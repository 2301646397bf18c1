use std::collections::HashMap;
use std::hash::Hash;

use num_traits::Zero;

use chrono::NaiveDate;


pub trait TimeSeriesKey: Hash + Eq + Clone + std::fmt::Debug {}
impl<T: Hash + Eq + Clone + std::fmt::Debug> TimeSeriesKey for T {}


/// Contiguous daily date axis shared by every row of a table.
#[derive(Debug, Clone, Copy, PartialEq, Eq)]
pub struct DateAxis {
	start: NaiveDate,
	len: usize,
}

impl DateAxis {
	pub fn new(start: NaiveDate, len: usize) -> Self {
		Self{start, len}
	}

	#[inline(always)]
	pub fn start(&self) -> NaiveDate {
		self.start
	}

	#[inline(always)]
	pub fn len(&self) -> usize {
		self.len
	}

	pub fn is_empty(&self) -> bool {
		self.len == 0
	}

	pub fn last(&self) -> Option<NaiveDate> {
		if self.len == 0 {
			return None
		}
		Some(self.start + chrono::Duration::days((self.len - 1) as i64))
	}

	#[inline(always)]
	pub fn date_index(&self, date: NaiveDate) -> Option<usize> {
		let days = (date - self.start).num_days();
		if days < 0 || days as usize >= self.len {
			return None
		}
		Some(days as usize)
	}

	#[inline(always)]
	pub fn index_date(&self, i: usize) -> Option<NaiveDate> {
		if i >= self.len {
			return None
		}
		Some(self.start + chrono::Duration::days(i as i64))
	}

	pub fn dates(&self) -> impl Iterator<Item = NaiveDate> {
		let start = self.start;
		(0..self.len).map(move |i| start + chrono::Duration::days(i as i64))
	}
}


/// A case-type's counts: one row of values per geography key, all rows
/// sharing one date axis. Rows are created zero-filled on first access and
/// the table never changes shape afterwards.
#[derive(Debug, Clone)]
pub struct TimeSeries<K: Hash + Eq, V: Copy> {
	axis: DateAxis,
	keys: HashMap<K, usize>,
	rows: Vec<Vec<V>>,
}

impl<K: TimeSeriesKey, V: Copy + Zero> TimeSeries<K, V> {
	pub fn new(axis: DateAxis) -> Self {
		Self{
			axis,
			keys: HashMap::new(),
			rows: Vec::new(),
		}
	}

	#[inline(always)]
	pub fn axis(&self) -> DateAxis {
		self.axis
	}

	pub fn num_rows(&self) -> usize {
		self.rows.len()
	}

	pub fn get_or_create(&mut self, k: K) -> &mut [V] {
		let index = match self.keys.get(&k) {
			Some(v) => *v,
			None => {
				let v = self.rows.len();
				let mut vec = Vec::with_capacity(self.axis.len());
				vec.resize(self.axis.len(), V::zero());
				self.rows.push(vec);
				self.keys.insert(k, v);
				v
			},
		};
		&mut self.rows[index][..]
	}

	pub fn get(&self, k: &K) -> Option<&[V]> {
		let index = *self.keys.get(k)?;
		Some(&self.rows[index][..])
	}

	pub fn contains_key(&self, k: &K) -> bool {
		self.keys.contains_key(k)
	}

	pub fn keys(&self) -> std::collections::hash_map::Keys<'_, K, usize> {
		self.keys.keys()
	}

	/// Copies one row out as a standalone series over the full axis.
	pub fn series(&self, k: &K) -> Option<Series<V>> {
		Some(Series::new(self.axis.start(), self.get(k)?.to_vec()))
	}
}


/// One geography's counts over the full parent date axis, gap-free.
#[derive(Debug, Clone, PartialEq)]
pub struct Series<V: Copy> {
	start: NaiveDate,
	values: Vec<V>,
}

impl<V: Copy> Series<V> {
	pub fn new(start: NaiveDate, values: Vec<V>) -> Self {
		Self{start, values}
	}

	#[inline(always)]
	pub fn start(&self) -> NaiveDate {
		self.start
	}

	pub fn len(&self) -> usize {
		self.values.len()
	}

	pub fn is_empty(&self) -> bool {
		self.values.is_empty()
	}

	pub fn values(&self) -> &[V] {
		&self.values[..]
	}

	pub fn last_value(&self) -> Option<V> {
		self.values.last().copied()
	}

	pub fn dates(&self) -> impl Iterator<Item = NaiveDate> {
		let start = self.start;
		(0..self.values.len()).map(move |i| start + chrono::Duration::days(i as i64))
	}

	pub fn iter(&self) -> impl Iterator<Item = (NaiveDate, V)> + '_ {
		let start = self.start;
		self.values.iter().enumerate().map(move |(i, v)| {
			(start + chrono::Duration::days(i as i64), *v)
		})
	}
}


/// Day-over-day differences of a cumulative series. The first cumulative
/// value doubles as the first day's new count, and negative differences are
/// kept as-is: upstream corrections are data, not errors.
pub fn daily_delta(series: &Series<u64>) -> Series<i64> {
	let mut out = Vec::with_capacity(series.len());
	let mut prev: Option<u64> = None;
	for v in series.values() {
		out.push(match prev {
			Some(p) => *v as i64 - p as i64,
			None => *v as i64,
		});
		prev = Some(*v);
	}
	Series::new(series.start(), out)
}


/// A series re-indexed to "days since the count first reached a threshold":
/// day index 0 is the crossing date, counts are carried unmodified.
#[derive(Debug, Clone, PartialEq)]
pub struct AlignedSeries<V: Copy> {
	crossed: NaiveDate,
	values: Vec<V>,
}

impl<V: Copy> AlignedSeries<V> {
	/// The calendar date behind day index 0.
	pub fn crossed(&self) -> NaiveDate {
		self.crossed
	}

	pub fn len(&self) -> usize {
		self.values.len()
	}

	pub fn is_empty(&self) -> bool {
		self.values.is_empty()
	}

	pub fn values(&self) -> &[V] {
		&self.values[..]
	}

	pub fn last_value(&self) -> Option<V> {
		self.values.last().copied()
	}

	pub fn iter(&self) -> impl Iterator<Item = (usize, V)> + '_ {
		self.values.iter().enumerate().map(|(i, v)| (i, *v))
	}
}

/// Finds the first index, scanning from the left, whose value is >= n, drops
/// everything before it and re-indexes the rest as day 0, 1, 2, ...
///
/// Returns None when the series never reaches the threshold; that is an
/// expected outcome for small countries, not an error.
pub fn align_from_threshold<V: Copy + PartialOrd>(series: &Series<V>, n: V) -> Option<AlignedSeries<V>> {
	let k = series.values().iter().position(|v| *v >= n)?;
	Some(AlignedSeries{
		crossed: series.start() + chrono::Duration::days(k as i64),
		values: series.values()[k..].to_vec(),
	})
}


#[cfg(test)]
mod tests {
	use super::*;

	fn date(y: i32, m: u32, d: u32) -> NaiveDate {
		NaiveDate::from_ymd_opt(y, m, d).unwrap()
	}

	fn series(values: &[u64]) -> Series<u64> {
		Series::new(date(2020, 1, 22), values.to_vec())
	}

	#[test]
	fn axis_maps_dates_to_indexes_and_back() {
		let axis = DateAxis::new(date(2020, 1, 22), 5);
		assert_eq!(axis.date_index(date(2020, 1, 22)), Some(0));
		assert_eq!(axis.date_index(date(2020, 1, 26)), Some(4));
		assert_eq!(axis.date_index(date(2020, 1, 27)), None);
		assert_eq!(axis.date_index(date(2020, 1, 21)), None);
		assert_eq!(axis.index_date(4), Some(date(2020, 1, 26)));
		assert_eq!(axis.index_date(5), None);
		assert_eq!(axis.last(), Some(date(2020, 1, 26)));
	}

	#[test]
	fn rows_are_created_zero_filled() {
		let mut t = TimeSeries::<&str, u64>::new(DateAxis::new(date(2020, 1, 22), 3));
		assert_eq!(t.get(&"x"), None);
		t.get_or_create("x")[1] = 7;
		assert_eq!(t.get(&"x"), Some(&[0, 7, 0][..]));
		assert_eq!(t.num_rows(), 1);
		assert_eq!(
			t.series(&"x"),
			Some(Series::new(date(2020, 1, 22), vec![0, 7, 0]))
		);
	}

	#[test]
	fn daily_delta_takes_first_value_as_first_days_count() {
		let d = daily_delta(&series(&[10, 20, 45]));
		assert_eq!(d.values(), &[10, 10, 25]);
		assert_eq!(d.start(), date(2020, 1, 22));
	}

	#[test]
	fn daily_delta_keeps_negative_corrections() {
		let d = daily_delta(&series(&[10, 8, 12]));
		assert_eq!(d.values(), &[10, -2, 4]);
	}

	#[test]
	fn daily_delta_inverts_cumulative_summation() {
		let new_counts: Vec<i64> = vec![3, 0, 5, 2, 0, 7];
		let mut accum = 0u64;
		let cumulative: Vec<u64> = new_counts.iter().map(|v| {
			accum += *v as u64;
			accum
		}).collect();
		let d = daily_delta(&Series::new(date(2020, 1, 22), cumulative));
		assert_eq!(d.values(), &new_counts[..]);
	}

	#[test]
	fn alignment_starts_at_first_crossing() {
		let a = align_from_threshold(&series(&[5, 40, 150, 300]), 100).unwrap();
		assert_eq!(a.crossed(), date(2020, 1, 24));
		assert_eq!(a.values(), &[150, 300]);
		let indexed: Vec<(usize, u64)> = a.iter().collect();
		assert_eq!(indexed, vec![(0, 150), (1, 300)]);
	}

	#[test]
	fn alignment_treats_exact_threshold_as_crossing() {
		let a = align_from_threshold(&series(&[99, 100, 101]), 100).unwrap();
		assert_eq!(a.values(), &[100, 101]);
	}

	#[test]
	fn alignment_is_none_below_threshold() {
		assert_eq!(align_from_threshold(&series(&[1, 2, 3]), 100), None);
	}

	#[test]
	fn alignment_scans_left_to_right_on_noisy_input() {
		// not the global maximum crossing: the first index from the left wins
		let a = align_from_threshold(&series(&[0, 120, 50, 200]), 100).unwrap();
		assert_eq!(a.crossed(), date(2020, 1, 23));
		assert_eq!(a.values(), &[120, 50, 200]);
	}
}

--

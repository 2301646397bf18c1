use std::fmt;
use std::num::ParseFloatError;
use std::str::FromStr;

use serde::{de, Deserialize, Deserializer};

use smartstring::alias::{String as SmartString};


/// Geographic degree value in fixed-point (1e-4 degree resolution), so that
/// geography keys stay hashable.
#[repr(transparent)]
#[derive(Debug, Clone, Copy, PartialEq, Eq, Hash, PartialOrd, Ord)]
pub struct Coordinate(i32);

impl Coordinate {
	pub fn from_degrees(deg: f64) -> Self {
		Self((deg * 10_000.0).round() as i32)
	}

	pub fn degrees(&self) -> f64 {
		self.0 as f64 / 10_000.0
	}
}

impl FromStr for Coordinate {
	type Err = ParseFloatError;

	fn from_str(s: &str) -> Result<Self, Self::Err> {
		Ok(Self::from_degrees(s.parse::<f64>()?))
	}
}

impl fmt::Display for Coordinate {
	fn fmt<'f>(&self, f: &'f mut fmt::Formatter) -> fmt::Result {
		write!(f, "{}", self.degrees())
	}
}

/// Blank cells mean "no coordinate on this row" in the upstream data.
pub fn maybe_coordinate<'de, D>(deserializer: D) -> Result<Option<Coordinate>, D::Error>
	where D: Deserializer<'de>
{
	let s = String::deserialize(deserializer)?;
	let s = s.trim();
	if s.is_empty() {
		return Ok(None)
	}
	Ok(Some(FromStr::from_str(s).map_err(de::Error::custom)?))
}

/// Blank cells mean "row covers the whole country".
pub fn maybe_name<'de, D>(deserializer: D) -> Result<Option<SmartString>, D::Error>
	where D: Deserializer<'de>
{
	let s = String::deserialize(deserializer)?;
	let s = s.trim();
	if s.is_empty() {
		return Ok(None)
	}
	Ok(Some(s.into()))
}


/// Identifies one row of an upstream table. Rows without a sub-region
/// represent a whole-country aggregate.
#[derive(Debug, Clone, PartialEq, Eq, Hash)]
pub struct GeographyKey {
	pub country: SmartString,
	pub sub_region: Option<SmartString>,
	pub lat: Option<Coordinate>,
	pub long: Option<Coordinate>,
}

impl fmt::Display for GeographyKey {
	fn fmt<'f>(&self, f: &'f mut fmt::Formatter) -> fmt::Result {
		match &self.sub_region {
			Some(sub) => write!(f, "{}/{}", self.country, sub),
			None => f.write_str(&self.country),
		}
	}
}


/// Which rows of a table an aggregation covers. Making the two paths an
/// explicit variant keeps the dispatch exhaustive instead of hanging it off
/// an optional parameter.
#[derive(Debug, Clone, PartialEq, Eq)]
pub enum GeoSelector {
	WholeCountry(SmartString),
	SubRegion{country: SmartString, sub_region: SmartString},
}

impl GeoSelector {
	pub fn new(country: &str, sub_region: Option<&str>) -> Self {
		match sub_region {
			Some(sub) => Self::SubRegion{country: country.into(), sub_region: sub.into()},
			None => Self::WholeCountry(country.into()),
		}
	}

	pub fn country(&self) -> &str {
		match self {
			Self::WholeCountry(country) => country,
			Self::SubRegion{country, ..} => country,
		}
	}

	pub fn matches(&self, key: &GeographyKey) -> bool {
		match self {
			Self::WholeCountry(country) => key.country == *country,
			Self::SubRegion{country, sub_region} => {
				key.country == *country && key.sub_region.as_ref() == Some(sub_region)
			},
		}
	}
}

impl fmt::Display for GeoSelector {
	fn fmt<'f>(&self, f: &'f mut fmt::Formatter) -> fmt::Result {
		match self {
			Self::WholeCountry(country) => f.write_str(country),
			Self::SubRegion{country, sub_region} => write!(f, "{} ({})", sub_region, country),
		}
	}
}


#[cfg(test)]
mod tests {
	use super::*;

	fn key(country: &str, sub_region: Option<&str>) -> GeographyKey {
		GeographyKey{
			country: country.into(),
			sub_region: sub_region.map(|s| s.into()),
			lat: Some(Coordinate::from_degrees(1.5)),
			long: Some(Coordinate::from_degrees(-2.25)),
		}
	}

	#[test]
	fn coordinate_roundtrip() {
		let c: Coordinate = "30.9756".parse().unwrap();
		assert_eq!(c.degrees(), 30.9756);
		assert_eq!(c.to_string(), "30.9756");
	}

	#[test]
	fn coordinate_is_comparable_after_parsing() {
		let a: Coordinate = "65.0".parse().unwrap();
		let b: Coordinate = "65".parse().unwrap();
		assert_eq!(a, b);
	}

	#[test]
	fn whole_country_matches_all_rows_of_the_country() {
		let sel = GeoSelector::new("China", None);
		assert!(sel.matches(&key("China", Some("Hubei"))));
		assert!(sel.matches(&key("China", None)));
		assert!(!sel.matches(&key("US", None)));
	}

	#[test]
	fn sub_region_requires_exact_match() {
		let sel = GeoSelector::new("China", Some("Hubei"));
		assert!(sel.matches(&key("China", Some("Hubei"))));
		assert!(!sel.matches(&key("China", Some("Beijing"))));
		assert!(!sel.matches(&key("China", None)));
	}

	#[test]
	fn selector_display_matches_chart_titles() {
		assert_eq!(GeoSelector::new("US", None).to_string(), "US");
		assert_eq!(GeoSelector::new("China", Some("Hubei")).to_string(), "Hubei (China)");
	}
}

* * *

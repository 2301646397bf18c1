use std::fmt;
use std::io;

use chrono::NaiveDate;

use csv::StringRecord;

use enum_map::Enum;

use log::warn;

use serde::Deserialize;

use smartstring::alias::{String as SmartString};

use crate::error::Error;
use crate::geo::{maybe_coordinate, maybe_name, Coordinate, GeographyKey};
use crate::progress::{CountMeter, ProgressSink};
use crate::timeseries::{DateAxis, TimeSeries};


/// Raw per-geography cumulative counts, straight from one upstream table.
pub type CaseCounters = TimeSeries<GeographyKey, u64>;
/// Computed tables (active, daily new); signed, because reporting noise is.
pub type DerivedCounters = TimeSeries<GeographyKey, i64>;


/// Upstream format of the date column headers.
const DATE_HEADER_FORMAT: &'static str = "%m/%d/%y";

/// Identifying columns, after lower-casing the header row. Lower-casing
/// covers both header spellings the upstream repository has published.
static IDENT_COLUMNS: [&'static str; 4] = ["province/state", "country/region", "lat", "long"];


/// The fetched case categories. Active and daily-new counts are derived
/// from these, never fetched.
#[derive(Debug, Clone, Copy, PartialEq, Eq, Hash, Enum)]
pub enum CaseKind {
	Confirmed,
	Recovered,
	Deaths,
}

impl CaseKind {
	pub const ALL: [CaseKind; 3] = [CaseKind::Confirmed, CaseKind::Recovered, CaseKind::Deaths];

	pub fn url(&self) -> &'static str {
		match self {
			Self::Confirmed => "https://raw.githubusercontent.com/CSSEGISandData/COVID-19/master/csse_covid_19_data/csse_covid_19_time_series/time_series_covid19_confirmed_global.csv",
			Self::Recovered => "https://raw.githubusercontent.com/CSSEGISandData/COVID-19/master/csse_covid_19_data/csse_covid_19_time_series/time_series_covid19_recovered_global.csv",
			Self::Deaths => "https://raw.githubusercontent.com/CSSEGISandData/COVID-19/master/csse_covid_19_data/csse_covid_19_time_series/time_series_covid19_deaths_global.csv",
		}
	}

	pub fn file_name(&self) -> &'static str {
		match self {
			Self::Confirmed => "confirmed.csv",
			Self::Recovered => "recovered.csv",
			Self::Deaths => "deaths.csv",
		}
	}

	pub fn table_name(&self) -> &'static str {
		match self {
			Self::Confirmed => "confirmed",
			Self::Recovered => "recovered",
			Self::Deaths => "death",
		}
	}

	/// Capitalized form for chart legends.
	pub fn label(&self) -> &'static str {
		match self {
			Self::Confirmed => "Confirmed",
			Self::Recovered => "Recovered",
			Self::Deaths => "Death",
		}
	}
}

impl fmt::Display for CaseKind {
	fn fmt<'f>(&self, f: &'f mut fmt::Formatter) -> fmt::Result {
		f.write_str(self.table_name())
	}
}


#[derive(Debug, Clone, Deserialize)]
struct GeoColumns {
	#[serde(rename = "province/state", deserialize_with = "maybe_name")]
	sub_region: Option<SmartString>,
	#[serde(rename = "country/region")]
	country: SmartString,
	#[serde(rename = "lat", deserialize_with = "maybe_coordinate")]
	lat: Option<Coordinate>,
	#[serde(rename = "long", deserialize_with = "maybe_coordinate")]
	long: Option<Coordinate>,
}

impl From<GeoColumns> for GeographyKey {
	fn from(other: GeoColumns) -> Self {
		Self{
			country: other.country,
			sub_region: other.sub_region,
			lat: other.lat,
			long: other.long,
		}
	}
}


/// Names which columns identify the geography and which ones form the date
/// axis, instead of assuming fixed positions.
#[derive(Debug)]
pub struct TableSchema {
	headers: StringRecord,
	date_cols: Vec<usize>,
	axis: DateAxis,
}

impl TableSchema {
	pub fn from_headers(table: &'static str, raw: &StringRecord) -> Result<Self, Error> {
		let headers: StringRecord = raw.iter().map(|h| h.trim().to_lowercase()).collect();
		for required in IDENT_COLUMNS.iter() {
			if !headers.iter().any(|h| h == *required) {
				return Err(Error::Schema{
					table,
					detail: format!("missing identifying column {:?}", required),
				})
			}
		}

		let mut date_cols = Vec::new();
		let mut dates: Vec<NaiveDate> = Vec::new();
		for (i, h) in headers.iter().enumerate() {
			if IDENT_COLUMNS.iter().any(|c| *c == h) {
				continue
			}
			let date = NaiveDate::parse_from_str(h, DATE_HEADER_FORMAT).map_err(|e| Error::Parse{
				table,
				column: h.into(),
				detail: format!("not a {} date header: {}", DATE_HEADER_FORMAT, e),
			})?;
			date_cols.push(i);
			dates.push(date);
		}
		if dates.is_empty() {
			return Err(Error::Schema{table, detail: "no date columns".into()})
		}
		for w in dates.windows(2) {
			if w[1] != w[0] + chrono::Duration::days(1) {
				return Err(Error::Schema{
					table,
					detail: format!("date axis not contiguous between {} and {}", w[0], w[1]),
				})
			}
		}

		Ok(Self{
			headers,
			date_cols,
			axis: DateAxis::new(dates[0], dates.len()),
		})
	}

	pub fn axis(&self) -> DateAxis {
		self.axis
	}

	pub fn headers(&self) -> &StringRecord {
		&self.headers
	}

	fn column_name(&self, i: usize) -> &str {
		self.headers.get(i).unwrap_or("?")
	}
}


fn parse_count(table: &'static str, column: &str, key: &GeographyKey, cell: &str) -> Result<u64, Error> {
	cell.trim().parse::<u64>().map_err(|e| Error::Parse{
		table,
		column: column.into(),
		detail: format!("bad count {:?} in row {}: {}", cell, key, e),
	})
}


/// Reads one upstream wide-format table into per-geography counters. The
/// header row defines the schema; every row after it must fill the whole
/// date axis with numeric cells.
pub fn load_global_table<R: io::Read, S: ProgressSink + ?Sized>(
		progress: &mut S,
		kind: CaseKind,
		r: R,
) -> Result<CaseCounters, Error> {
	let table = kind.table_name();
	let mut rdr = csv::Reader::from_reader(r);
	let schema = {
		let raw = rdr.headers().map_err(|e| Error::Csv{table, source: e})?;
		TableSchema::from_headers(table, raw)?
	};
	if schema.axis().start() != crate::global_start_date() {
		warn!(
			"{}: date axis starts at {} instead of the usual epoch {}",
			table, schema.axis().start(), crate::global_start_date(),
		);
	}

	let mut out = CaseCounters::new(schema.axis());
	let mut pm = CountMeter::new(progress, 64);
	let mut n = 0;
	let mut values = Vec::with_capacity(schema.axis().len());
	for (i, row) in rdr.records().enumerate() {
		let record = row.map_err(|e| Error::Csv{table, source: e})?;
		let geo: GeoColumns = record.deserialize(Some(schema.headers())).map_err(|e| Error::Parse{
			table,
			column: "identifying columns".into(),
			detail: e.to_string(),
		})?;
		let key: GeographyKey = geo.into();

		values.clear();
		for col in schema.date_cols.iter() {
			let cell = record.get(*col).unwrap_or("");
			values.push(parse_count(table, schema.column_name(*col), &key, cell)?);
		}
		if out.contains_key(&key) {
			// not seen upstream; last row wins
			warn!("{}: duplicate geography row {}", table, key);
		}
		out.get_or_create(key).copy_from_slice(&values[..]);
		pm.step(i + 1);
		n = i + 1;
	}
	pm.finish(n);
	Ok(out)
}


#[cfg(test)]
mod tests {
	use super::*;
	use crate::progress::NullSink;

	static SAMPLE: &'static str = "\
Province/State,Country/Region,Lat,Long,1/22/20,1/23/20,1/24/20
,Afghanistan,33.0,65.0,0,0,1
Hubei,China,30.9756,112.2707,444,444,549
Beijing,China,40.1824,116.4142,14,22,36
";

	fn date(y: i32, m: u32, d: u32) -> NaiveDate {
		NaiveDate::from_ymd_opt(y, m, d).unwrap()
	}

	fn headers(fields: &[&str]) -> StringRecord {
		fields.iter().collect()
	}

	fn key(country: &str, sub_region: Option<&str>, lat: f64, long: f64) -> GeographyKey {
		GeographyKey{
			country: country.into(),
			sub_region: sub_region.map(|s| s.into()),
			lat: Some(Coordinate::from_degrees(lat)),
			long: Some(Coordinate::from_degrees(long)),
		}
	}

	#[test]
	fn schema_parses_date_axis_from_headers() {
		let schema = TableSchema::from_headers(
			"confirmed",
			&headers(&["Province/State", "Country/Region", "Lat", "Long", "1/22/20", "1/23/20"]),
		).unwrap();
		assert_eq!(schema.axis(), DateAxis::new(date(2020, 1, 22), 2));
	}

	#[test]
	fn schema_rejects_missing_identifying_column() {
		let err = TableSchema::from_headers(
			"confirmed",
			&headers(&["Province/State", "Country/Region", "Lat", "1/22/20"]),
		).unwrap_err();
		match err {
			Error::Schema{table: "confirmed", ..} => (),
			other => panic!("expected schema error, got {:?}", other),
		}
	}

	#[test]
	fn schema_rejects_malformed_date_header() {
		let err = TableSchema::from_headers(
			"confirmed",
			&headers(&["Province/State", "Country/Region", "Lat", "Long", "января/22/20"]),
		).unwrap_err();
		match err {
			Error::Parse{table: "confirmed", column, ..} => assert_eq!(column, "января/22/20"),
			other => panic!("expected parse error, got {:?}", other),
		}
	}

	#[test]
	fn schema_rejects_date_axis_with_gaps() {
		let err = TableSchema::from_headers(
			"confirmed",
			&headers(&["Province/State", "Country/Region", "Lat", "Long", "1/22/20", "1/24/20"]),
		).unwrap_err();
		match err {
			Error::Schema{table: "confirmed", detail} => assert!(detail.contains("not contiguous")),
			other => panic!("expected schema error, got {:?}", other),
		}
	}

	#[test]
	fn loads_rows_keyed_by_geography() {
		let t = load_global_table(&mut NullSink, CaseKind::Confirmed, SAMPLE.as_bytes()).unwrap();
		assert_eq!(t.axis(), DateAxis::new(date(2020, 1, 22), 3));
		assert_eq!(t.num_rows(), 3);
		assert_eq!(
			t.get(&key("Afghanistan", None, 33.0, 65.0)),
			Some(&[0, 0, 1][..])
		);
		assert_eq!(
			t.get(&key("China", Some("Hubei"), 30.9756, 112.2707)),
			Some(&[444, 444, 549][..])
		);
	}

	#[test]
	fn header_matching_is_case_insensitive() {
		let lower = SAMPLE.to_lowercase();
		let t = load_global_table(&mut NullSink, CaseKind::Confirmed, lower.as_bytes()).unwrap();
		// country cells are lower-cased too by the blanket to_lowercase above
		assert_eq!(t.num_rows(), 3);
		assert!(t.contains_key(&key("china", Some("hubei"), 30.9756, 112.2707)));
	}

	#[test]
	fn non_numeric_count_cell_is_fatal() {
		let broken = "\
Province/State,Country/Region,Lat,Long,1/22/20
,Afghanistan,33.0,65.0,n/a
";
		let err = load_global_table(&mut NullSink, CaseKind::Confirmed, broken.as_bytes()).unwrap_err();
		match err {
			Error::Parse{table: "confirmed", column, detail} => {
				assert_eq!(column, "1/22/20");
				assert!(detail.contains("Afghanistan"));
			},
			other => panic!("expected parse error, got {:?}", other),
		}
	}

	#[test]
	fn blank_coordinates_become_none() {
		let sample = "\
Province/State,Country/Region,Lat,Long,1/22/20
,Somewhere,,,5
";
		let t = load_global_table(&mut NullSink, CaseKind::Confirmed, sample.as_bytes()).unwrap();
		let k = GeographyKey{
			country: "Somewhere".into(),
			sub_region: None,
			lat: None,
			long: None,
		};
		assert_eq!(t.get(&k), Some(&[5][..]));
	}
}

Exercise objective => Taking the entries above, write out exactly each line from the one holding "use std::str::FromStr;" to the one holding "#[repr(transparent)]", both included, and stop there.

Response box =>
use std::str::FromStr;

use serde::{de, Deserialize, Deserializer};

use smartstring::alias::{String as SmartString};


/// Geographic degree value in fixed-point (1e-4 degree resolution), so that
/// geography keys stay hashable.
#[repr(transparent)]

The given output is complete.